Aux termes de ses conclusions visées par le greffier et oralement soutenues à l'audience du 6 septembre 2017, M. [C] demande à la cour de :

* confirmer le jugement entrepris en ce qu'il a :

- requalifié la prestation de conseil et d'assistance en un contrat de travail à durée indéterminée ;

- jugé la rupture abusive ;

- condamné la société ADVERLINE à lui verser la somme de 66 970 € au titre de l'indemnité conventionnelle de licenciement ;

* réformer le jugement entrepris pour le surplus et, statuant à nouveau, condamner la société ADVERLINE à lui payer les sommes de :

- 770 000 € à titre de dommages et intérêts pour licenciement abusif ;

- 192 263 € à titre d'indemnité forfaitaire de travail dissimulé ;

- 3 500 € au titre de l'article 700 du code de procédure civile.

En application de l'article 455 du code de procédure civile, il est renvoyé aux conclusions des parties pour un plus ample exposé de leurs prétentions et moyens.

MOTIFS DE LA DÉCISION

Sur l'irrecevabilité des demandes au titre de la période antérieure au 1er avril 2009

Le jugement déféré n'a pas répondu au moyen d'irrecevabilité soulevé par la société ADVERLINE pour la période antérieure au 1er avril 2009.

Suivant protocole transactionnel signée le 17 mars 2009, la société Groupe MW, représentée par son gérant M. [C], M. [C] et la société ADVERLINE, ont mis fin au litige les opposant relatif à la mission de conseil et d'assistance fournie par la société Groupe MW, conclue le 21 juillet 2006 à effet du 7 juin 2006 pour une durée de seize mois venant à terme le 7 septembre 2007 et qui s'est poursuivie suivant contrat verbal à durée indéterminée, jusqu'à sa résiliation le 19 décembre 2008 à effet du 31 mars 2009 par la société ADVERLINE.

Cet accord, qui prévoit expressément, au visa des articles 2044 et 2052 du code civil, qu'il vaut transaction définitive ayant autorité de la chose jugée, précise que :

- les sociétés ADVERLINE et Groupe MW reconnaissent que plus aucune contestation ne les oppose qui aurait pour cause la conclusion, l'exécution ou le terme de la mission de conseil et d'assistance ;

- la société ADVERLINE et M. [C] reconnaissent que plus aucune contestation ne les oppose qui aurait pour cause l'attribution d'actions gratuites à M. [C] au titre de son mandat de directeur général délégué de la société ADVERLINE.

Ainsi que le soutient la société ADVERLINE, M. [C] a renoncé définitivement à toutes action et prétentions relatives à la mission de conseil et d'assistance confiée à la société Groupe MW par la société ADVERLINE pour la période antérieure au 1er avril 2009, date d'effet de la seconde convention de prestations conclue entre les parties le 17 mars 2009.

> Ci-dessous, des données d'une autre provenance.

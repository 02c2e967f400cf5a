//! Agent-facing tools over a shared [`Toolset`].

use std::sync::Arc;

use async_trait::async_trait;
use serde_json::Value;

use maple_core::{
    Error, PropertySchema, Tool, ToolDefinition, ToolOutput, ToolParameters, FETCH_MANY_TOOL,
    SEARCH_MANY_TOOL,
};

use crate::toolset::{BatchResults, Toolset};

// =============================================================================
// Argument helpers
// =============================================================================

/// A string argument, or `""` when missing or not a string.
fn string_arg<'a>(arguments: &'a Value, key: &str) -> &'a str {
    arguments.get(key).and_then(Value::as_str).unwrap_or("")
}

/// The string items of a list argument; anything else is ignored.
fn list_arg(arguments: &Value, key: &str) -> Vec<String> {
    arguments
        .get(key)
        .and_then(Value::as_array)
        .map(|items| {
            items
                .iter()
                .filter_map(|v| v.as_str().map(str::to_string))
                .collect()
        })
        .unwrap_or_default()
}

fn batch_output(results: &BatchResults) -> Result<ToolOutput, Error> {
    Ok(ToolOutput::success(serde_json::to_string(results)?))
}

// =============================================================================
// Single-item tools
// =============================================================================

pub struct FetchUrlContentsTool {
    toolset: Arc<Toolset>,
}

impl FetchUrlContentsTool {
    pub fn new(toolset: Arc<Toolset>) -> Self {
        Self { toolset }
    }
}

#[async_trait]
impl Tool for FetchUrlContentsTool {
    fn name(&self) -> &str {
        "fetch_url_contents"
    }

    fn description(&self) -> &str {
        "Fetch the contents of a single URL. Use this when you only need ONE page; \
         for several pages prefer fetch_urls. Returns the raw page text, or an empty \
         string if the page could not be fetched."
    }

    fn definition(&self) -> ToolDefinition {
        ToolDefinition::new(self.name(), self.description()).with_parameters(
            ToolParameters::new().add_property(
                "url",
                PropertySchema::string(
                    "Relative or absolute URL to fetch (e.g. 'article/123' or 'https://...')",
                ),
                true,
            ),
        )
    }

    async fn execute(&self, arguments: Value) -> Result<ToolOutput, Error> {
        let url = string_arg(&arguments, "url");
        let body = self
            .toolset
            .fetch_url_contents(url)
            .await
            .map_err(|e| Error::tool(self.name(), e.to_string()))?;
        Ok(ToolOutput::success(body))
    }
}

pub struct SearchWebTool {
    toolset: Arc<Toolset>,
}

impl SearchWebTool {
    pub fn new(toolset: Arc<Toolset>) -> Self {
        Self { toolset }
    }
}

#[async_trait]
impl Tool for SearchWebTool {
    fn name(&self) -> &str {
        "search_web"
    }

    fn description(&self) -> &str {
        "Run a single web search query. Use this when you only need ONE query; for \
         several related queries prefer search_web_multi. Returns the raw search results."
    }

    fn definition(&self) -> ToolDefinition {
        ToolDefinition::new(self.name(), self.description()).with_parameters(
            ToolParameters::new().add_property(
                "query",
                PropertySchema::string("A clear, specific search term or question"),
                true,
            ),
        )
    }

    async fn execute(&self, arguments: Value) -> Result<ToolOutput, Error> {
        let query = string_arg(&arguments, "query");
        let body = self
            .toolset
            .search_web(query)
            .await
            .map_err(|e| Error::tool(self.name(), format!("Search failed: {}", e)))?;
        Ok(ToolOutput::success(body))
    }
}

// =============================================================================
// Batch tools
// =============================================================================

pub struct FetchUrlsTool {
    toolset: Arc<Toolset>,
}

impl FetchUrlsTool {
    pub fn new(toolset: Arc<Toolset>) -> Self {
        Self { toolset }
    }
}

#[async_trait]
impl Tool for FetchUrlsTool {
    fn name(&self) -> &str {
        FETCH_MANY_TOOL
    }

    fn description(&self) -> &str {
        "Fetch multiple URLs in parallel. Prefer this over repeated fetch_url_contents calls \
         when reading several product pages, brand sites or reviews. Keep the list short \
         (fewer than 5). Returns a JSON object mapping each URL to its text (empty if the \
         fetch failed); each result is limited to a few thousand characters."
    }

    fn definition(&self) -> ToolDefinition {
        ToolDefinition::new(self.name(), self.description()).with_parameters(
            ToolParameters::new().add_property(
                "urls",
                PropertySchema::string_array("Relative or absolute URLs to fetch"),
                true,
            ),
        )
    }

    async fn execute(&self, arguments: Value) -> Result<ToolOutput, Error> {
        let urls = list_arg(&arguments, "urls");
        batch_output(&self.toolset.fetch_urls(&urls).await)
    }
}

pub struct SearchWebMultiTool {
    toolset: Arc<Toolset>,
}

impl SearchWebMultiTool {
    pub fn new(toolset: Arc<Toolset>) -> Self {
        Self { toolset }
    }
}

#[async_trait]
impl Tool for SearchWebMultiTool {
    fn name(&self) -> &str {
        SEARCH_MANY_TOOL
    }

    fn description(&self) -> &str {
        "Run several web search queries in parallel. Prefer this over repeated search_web \
         calls (brand variations, 'made in Canada' checks, model families). At most 3 \
         queries are run. Returns a JSON object mapping each query to its raw results \
         (empty if the search failed). Afterwards, pick the best candidates and call \
         fetch_urls once for details."
    }

    fn definition(&self) -> ToolDefinition {
        ToolDefinition::new(self.name(), self.description()).with_parameters(
            ToolParameters::new().add_property(
                "queries",
                PropertySchema::string_array("Search strings to run"),
                true,
            ),
        )
    }

    async fn execute(&self, arguments: Value) -> Result<ToolOutput, Error> {
        let queries = list_arg(&arguments, "queries");
        batch_output(&self.toolset.search_web_multi(&queries).await)
    }
}

// =============================================================================
// Factory functions
// =============================================================================

/// All four web tools sharing one toolset.
pub fn create_web_tools(toolset: Arc<Toolset>) -> Vec<Arc<dyn Tool>> {
    vec![
        Arc::new(FetchUrlContentsTool::new(Arc::clone(&toolset))),
        Arc::new(SearchWebTool::new(Arc::clone(&toolset))),
        Arc::new(FetchUrlsTool::new(Arc::clone(&toolset))),
        Arc::new(SearchWebMultiTool::new(toolset)),
    ]
}

#[cfg(test)]
mod tests {
    use super::*;
    use crate::client::{Transport, TransportResponse};
    use crate::config::ToolsetConfig;
    use serde_json::json;
    use std::sync::atomic::{AtomicUsize, Ordering};

    struct CountingTransport {
        calls: AtomicUsize,
        status: u16,
    }

    #[async_trait]
    impl Transport for CountingTransport {
        async fn get(&self, url: &str) -> Result<TransportResponse, Error> {
            self.calls.fetch_add(1, Ordering::SeqCst);
            Ok(TransportResponse::new(self.status, url.rsplit('/').next().unwrap_or("")))
        }
    }

    fn tools(status: u16) -> (Vec<Arc<dyn Tool>>, Arc<CountingTransport>) {
        let transport = Arc::new(CountingTransport {
            calls: AtomicUsize::new(0),
            status,
        });
        let toolset = Toolset::with_transport(ToolsetConfig::new("http://pure.test"), transport.clone());
        (create_web_tools(Arc::new(toolset)), transport)
    }

    fn find(tools: &[Arc<dyn Tool>], name: &str) -> Arc<dyn Tool> {
        tools.iter().find(|t| t.name() == name).cloned().unwrap()
    }

    #[test]
    fn test_factory_names() {
        let (tools, _) = tools(200);
        let mut names: Vec<&str> = tools.iter().map(|t| t.name()).collect();
        names.sort();
        assert_eq!(
            names,
            vec!["fetch_url_contents", "fetch_urls", "search_web", "search_web_multi"]
        );
    }

    #[test]
    fn test_batch_definition_is_string_array() {
        let (tools, _) = tools(200);
        let def = find(&tools, "fetch_urls").definition();
        let json = serde_json::to_value(&def).unwrap();
        assert_eq!(json["parameters"]["properties"]["urls"]["type"], "array");
        assert_eq!(json["parameters"]["properties"]["urls"]["items"]["type"], "string");
    }

    #[tokio::test]
    async fn test_fetch_urls_returns_json_object() {
        let (tools, transport) = tools(200);
        let output = find(&tools, "fetch_urls")
            .execute(json!({"urls": ["roots", 7, "kombi", "roots"]}))
            .await
            .unwrap();

        assert_eq!(output.content, r#"{"roots":"roots","kombi":"kombi"}"#);
        assert_eq!(transport.calls.load(Ordering::SeqCst), 2);
    }

    #[tokio::test]
    async fn test_malformed_arguments_are_empty_input() {
        let (tools, transport) = tools(200);

        let single = find(&tools, "fetch_url_contents")
            .execute(json!({"url": 42}))
            .await
            .unwrap();
        let batch = find(&tools, "search_web_multi")
            .execute(json!({"queries": "not a list"}))
            .await
            .unwrap();

        assert_eq!(single.content, "");
        assert_eq!(batch.content, "{}");
        assert_eq!(transport.calls.load(Ordering::SeqCst), 0);
    }

    #[tokio::test]
    async fn test_search_failure_is_tool_error() {
        let (tools, _) = tools(500);
        let result = find(&tools, "search_web")
            .execute(json!({"query": "toques"}))
            .await;
        assert!(matches!(result, Err(Error::Tool { .. })));
    }
}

Les demandes de M. [C], en ce qu'elles portent sur la période antérieure au 1er avril 2009, sont irrecevables par l'effet de l'autorité de la chose jugée attachée à la transaction du 17 avril 2009.

Sur l'existence du contrat de travail à compter du 1er avril 2009

Pour solliciter la confirmation du jugement déféré, M. [C] se prévaut de son intégration dans la collectivité de travail de la société ADVERLINE, en faisant valoir qu'il a été nommé comme directeur général délégué de celle-ci, avec des pouvoirs limités, qu'il a exercé ses activités de prestataire au sein de la société ADVERLINE sous la double tutelle de ses fondateurs, MM. [H] [J] et [R] [W], respectivement président directeur général et directeur général délégué, qui contrôlaient la plupart des agissements et validaient les décisions importantes de la société, qu'il était présent tous les jours dans les locaux de la société ADVERLINE, qu'il utilisait le matériel de celle-ci, une adresse électronique au nom de la société, qu'il bénéficiait d'une voiture de fonction, que ses frais de carburant et de téléphone portable lui étaient remboursés à titre personnel. M. [C] soutient également qu'il était soumis au contrôle et à l'autorité des deux dirigeants, dont il suivait les instructions, et auxquels il soumettait les dossiers pour validation et rendait compte. Il affirme qu'il exerçait une activité technique distincte de celle de son mandat social. M. [C] soutient enfin que la structure de sa rémunération était celle d'un salarié, avec un fixe et un variable sur objectifs, qu'il a reçu parfois des bulletins de paie pour justifier du paiement de ses honoraires, que dans les relations entre les parties le vocable de "salaire" ou de "primes" était utilisé et qu'il était sous la dépendance économique de la société ADVERLINE, travaillant exclusivement pour celle-ci.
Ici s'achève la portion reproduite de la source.